→ **THE TASK**: Of all the lines in the entries, how many carry the word "conflict"? The reply is that number and no more.

(Beginning of EXTRACTED MATERIAL)

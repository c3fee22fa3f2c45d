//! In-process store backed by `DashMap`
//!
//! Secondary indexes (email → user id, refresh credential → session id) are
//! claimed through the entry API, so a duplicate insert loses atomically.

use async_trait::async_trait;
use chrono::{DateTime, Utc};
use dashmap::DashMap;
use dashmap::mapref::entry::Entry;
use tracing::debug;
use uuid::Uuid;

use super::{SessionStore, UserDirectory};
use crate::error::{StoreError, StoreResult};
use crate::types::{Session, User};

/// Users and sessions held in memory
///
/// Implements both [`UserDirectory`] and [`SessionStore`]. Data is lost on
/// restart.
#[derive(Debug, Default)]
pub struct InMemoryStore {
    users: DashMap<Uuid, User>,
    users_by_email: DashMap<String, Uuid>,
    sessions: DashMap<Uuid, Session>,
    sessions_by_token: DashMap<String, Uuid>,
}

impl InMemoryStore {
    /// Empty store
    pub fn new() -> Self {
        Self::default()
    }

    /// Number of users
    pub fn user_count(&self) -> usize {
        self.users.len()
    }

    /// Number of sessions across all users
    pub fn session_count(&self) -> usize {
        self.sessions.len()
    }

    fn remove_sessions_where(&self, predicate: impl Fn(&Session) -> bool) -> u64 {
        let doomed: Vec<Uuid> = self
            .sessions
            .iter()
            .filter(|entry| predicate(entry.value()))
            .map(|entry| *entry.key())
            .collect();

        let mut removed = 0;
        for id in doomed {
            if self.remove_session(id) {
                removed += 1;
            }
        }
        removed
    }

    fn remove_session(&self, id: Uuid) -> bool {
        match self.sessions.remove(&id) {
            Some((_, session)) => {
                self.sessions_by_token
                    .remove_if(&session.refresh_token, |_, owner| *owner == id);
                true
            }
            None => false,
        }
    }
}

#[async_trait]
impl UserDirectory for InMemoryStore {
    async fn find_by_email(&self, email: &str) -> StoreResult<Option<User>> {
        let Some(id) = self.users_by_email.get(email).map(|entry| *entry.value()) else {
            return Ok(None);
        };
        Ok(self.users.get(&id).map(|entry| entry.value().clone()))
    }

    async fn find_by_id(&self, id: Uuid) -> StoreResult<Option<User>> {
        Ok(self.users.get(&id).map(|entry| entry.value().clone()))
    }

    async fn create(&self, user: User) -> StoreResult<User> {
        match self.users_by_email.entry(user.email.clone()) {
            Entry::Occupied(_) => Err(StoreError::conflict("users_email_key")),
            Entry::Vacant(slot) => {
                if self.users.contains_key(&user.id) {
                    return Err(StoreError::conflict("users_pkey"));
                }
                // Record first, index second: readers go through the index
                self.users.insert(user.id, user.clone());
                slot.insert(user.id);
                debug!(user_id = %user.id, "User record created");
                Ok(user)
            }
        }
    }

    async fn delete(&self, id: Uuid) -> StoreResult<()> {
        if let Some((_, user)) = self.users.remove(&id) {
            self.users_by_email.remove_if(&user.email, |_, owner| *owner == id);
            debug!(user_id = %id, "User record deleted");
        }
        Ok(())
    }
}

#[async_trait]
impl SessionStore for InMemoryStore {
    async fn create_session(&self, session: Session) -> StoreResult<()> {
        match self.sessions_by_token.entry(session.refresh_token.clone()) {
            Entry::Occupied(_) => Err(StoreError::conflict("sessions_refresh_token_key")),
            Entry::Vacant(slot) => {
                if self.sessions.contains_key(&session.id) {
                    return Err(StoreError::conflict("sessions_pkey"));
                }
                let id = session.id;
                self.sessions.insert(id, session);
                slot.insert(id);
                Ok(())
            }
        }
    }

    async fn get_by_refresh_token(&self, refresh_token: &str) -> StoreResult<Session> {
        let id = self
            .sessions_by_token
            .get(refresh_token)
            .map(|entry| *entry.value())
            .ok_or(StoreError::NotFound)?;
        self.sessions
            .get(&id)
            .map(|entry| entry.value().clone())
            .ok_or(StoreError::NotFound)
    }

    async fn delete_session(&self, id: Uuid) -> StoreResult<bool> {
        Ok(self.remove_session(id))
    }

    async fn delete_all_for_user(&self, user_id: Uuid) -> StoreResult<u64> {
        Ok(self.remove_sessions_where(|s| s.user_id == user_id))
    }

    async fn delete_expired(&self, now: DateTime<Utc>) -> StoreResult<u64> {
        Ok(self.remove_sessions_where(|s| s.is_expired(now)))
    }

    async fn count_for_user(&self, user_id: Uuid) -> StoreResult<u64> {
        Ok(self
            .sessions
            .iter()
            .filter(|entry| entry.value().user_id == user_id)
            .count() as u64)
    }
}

(End of EXTRACTED MATERIAL)
(Beginning of EXTRACTED MATERIAL)

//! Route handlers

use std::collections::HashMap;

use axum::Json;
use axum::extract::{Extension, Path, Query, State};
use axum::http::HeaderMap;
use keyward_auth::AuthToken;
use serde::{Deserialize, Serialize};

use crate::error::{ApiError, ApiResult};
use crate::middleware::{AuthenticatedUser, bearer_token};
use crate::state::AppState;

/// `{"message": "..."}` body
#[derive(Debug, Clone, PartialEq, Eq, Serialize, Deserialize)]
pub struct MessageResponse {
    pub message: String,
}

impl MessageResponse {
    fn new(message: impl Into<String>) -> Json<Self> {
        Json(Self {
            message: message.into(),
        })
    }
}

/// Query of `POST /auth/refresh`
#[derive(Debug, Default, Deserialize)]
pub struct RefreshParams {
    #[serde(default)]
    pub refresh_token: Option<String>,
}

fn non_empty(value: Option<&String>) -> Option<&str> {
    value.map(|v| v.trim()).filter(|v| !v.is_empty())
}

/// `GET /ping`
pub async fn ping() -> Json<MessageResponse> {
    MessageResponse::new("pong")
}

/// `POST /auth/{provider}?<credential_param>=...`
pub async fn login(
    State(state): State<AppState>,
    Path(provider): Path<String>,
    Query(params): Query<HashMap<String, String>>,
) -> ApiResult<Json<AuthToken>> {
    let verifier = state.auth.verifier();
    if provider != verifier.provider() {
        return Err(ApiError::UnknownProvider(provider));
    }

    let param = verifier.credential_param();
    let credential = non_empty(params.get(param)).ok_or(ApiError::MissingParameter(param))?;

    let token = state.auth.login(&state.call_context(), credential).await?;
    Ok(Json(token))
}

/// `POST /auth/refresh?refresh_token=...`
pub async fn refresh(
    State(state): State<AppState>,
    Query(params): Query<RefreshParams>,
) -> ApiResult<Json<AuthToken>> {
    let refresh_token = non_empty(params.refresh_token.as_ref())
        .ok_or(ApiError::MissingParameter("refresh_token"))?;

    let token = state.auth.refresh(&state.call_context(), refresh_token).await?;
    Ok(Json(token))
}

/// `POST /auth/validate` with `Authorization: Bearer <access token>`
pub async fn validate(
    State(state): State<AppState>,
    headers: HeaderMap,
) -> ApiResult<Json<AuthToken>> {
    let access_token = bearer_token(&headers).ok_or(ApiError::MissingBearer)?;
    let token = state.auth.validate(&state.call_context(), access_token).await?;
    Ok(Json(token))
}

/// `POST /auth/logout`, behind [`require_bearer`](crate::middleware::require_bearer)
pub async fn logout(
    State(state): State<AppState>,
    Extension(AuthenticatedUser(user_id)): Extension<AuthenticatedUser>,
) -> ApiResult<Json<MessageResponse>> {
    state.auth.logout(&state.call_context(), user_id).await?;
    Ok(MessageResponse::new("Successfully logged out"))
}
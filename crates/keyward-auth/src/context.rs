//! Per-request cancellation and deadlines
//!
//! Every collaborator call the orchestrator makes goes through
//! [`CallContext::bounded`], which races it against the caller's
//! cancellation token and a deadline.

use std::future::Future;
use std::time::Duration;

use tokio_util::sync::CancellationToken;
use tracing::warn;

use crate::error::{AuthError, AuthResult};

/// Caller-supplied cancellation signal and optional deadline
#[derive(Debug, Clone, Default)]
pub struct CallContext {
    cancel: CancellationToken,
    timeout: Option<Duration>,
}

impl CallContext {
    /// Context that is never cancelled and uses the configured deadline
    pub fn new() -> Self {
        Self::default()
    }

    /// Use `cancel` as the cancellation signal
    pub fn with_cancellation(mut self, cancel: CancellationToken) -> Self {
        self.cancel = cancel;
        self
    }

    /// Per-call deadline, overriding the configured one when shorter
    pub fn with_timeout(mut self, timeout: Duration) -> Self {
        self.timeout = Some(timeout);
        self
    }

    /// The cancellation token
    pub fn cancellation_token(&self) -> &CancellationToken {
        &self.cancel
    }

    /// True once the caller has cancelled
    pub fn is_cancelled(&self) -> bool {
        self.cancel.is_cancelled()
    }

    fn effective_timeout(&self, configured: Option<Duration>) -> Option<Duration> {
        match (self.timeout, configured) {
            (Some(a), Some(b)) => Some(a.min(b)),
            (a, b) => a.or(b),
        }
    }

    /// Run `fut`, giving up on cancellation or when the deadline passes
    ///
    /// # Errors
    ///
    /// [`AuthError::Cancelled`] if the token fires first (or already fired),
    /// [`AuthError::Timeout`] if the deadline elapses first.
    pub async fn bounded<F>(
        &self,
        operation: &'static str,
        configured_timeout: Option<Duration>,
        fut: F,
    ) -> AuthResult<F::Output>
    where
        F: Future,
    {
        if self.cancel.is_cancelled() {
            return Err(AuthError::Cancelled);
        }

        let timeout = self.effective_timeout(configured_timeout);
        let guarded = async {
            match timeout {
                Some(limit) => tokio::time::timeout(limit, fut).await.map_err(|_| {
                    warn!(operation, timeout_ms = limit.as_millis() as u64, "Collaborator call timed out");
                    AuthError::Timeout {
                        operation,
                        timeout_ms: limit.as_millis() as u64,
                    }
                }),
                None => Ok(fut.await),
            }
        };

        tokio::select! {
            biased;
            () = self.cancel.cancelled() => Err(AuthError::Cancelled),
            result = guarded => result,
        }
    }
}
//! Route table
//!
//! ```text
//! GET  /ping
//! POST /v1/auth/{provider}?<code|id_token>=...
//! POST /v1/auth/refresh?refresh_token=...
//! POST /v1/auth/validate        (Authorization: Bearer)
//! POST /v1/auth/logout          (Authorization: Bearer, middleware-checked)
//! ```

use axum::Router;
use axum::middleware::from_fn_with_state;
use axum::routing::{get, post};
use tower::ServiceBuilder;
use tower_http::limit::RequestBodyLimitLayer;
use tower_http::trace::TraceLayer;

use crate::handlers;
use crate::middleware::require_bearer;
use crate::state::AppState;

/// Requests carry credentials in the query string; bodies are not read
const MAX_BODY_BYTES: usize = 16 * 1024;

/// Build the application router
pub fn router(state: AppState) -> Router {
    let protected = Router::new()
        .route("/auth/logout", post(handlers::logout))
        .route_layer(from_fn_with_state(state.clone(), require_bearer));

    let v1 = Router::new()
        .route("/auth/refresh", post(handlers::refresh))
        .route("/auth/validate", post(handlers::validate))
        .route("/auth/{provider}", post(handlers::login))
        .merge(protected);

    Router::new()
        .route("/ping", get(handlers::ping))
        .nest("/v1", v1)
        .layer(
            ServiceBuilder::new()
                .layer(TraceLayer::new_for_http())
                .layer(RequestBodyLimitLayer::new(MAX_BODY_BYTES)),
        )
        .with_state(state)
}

(End of EXTRACTED MATERIAL)

→ **SOLUTION TO THIS TASK**: 4